= Problem =
Copy all lines in the material holding the string "AssistantState".

▬▬▬

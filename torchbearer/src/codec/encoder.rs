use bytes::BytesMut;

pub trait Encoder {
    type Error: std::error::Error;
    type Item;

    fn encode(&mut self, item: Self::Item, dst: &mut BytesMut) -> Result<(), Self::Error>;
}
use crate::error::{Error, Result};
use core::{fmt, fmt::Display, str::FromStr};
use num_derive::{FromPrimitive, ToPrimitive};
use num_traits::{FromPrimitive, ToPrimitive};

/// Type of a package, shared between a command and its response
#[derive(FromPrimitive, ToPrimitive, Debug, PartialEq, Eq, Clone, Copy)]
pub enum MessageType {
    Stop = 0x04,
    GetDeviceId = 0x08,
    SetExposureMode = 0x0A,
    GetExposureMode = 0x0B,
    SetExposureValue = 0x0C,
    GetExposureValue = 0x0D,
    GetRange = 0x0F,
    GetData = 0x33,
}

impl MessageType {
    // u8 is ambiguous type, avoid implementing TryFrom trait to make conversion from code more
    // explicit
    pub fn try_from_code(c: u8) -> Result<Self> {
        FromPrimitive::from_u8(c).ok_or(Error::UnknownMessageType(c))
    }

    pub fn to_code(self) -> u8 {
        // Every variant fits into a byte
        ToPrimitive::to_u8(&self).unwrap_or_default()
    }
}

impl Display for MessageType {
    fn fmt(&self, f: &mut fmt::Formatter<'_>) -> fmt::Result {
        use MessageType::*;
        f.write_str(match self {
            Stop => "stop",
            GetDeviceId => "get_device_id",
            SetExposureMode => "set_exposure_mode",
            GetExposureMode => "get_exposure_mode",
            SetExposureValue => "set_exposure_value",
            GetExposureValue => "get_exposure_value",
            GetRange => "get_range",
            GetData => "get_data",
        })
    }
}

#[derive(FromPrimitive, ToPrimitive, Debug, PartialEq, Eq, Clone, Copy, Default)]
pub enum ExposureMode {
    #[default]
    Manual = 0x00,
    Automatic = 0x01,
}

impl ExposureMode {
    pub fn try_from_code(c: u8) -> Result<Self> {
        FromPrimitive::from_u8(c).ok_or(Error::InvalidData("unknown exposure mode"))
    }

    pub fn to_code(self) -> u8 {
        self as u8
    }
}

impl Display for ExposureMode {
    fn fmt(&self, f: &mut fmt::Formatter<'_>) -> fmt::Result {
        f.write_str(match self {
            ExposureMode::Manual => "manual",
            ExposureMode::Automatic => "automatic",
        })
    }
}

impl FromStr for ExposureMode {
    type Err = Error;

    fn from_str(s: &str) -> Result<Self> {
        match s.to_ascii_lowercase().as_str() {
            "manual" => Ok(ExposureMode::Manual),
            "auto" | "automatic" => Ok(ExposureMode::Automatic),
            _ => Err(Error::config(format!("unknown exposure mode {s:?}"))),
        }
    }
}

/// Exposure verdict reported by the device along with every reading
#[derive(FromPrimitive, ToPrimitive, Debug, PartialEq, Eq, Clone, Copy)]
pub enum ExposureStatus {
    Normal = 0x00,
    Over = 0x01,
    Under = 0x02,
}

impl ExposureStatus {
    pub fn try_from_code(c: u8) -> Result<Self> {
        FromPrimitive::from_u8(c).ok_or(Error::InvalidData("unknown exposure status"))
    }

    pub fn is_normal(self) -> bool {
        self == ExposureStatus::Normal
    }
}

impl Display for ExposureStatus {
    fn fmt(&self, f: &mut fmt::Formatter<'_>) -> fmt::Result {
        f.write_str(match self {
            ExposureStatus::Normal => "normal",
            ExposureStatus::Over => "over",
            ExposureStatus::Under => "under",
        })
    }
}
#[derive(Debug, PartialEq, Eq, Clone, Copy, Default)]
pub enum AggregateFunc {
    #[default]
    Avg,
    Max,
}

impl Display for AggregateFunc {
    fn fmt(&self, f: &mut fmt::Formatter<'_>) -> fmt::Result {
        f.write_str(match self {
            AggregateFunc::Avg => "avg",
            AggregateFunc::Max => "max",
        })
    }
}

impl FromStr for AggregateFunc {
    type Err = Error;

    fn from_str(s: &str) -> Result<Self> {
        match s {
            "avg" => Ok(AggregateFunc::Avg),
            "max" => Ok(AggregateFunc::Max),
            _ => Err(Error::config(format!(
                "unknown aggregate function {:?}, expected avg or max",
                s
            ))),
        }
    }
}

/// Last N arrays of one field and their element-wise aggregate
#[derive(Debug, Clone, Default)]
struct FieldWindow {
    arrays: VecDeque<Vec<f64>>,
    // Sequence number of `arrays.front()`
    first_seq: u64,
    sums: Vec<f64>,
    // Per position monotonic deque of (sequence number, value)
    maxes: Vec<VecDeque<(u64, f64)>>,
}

▬▬▬

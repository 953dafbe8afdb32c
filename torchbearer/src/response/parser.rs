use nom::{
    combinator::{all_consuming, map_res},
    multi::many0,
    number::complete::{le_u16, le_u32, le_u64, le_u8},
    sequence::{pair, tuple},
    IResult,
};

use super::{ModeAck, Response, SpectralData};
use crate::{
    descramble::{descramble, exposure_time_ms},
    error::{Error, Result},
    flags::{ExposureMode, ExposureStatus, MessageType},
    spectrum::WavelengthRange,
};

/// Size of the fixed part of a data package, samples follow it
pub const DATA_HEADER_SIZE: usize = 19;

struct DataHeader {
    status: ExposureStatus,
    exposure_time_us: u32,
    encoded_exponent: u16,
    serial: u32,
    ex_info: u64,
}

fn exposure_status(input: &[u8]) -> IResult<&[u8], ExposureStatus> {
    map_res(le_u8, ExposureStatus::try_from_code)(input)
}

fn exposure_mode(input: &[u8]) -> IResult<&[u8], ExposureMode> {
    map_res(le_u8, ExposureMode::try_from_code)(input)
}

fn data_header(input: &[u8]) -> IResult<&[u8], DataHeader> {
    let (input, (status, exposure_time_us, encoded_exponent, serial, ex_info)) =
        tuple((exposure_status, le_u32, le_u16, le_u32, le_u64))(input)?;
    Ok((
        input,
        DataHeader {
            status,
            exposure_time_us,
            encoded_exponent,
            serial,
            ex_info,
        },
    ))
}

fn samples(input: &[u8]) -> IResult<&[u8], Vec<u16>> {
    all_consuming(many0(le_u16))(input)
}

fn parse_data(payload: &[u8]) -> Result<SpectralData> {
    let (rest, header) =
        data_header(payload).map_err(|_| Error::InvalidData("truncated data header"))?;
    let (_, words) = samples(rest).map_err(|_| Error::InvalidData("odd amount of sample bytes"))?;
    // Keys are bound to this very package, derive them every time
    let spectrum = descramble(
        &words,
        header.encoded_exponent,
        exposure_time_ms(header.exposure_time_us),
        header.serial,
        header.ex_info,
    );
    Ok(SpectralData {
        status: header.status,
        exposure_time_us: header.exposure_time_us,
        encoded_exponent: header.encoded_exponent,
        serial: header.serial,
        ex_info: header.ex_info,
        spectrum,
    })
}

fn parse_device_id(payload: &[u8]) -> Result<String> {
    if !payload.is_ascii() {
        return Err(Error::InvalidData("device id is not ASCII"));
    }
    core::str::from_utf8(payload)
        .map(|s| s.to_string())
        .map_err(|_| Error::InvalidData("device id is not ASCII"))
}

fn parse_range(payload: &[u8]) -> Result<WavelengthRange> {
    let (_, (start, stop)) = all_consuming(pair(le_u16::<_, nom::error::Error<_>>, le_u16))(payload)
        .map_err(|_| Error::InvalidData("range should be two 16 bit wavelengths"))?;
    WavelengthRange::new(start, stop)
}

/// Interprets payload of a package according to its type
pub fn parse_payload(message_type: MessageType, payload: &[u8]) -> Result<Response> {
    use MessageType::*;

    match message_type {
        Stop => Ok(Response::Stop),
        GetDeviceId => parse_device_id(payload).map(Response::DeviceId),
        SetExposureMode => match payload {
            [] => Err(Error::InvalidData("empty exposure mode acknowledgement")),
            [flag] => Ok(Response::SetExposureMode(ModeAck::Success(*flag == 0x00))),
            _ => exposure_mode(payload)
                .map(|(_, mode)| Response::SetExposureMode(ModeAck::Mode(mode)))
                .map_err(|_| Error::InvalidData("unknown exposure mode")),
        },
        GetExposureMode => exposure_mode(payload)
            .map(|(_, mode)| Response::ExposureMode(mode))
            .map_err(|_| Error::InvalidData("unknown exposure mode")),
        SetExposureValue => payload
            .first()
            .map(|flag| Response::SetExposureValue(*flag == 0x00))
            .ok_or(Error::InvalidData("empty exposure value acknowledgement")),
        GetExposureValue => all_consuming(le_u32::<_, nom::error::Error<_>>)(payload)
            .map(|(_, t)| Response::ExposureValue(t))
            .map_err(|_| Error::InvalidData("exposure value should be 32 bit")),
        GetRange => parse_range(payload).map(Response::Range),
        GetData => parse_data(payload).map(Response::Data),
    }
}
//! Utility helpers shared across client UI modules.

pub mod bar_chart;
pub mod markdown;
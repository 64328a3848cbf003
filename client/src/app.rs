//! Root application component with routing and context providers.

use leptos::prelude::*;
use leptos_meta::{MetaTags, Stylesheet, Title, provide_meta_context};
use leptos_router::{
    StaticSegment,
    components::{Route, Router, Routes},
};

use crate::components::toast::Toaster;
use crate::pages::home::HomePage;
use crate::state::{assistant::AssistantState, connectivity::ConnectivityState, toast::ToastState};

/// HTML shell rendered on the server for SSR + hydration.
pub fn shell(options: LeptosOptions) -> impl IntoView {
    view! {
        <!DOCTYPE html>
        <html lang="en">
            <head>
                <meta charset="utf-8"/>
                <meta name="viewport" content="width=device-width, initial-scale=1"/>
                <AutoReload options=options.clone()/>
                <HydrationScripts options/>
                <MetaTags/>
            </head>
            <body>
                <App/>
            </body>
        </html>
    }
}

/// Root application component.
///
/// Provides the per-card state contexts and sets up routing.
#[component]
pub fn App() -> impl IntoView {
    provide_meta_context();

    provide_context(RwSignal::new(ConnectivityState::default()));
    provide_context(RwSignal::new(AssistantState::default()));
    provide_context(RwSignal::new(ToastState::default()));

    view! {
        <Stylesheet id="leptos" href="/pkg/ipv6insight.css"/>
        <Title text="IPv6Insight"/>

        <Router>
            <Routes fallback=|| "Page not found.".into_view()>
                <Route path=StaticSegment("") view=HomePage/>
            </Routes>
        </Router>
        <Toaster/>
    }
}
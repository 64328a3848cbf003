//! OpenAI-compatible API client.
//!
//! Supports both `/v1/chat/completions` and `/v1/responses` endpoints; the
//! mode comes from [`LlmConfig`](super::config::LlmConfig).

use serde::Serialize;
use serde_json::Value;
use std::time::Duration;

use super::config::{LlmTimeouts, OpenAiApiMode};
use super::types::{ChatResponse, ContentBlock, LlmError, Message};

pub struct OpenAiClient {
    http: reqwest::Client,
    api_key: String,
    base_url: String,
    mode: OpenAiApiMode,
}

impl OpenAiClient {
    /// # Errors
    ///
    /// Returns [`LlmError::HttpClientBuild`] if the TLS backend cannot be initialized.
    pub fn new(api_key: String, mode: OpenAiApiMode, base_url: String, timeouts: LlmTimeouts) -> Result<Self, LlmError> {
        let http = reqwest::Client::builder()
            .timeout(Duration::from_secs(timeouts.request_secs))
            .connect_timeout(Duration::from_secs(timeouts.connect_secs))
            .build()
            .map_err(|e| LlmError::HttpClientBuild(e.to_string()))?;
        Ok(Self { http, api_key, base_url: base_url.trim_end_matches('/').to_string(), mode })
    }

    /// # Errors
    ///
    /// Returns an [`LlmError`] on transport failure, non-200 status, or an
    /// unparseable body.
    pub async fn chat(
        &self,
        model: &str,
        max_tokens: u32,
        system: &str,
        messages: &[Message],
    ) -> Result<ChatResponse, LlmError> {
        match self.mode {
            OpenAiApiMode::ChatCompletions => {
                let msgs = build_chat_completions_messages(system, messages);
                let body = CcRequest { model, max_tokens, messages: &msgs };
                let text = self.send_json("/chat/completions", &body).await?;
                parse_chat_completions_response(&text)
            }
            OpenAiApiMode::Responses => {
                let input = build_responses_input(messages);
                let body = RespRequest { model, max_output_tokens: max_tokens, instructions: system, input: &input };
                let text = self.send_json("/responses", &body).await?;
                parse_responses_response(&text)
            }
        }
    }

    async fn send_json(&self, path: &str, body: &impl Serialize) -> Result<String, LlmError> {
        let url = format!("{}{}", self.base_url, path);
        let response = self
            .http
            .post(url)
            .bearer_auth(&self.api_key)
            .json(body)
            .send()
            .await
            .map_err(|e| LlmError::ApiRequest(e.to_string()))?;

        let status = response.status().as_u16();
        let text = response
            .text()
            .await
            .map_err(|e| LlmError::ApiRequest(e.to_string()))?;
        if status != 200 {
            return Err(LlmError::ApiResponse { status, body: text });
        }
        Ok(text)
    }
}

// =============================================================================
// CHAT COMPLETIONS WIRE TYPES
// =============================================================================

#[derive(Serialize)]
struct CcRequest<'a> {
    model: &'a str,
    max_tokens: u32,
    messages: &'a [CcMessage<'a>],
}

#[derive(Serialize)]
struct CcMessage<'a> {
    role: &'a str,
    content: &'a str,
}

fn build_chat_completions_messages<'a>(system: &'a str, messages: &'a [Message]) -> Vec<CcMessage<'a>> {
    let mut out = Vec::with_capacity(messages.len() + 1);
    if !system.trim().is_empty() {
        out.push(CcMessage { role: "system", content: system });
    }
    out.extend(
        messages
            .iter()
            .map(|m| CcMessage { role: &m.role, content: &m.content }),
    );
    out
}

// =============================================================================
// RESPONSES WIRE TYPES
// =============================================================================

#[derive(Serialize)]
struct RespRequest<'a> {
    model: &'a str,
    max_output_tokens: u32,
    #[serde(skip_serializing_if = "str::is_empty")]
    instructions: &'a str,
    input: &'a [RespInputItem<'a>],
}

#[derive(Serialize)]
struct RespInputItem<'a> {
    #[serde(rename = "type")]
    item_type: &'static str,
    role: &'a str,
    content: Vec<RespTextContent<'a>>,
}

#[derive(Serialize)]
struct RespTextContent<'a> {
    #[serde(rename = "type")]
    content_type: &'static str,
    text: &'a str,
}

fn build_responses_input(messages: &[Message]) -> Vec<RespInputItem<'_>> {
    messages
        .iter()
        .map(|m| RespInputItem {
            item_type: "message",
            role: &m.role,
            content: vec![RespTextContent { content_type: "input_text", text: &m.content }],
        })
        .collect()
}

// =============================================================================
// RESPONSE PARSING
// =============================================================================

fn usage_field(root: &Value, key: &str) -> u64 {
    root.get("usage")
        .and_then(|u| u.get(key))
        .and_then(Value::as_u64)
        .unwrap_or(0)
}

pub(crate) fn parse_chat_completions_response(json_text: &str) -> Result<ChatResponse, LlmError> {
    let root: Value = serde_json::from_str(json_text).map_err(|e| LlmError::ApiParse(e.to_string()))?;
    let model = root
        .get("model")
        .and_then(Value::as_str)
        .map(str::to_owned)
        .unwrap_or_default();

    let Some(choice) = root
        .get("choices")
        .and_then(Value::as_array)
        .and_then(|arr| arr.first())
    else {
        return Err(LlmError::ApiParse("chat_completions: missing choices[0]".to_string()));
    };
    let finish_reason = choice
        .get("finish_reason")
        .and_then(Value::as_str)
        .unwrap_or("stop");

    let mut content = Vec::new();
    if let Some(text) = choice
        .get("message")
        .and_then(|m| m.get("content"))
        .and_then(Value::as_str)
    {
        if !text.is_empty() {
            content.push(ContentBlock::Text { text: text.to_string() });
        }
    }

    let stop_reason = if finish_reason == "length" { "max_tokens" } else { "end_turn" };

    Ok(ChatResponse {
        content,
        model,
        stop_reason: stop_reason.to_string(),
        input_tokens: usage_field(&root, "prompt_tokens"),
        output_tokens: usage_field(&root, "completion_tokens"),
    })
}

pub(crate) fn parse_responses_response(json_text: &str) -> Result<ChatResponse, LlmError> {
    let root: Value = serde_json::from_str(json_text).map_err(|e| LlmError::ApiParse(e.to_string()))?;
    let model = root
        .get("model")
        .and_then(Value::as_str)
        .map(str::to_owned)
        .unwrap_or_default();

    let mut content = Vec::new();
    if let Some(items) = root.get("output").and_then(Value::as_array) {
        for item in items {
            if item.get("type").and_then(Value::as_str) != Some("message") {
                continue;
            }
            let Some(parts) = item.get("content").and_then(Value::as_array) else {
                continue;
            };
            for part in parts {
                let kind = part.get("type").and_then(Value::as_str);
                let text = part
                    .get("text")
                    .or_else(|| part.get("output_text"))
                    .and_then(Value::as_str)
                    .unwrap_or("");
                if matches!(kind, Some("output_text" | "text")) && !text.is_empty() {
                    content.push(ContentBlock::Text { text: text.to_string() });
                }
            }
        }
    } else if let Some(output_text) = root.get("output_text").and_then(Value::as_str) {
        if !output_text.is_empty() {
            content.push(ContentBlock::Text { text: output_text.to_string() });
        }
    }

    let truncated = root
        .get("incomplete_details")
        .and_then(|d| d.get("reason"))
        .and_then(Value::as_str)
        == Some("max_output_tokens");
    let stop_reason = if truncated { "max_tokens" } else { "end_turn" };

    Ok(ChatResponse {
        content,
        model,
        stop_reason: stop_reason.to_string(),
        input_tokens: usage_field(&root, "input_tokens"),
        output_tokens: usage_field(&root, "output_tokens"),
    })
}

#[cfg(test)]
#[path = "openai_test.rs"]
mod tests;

▬▬▬

= Answer to the problem =
use crate::state::{assistant::AssistantState, connectivity::ConnectivityState, toast::ToastState};
    provide_context(RwSignal::new(AssistantState::default()));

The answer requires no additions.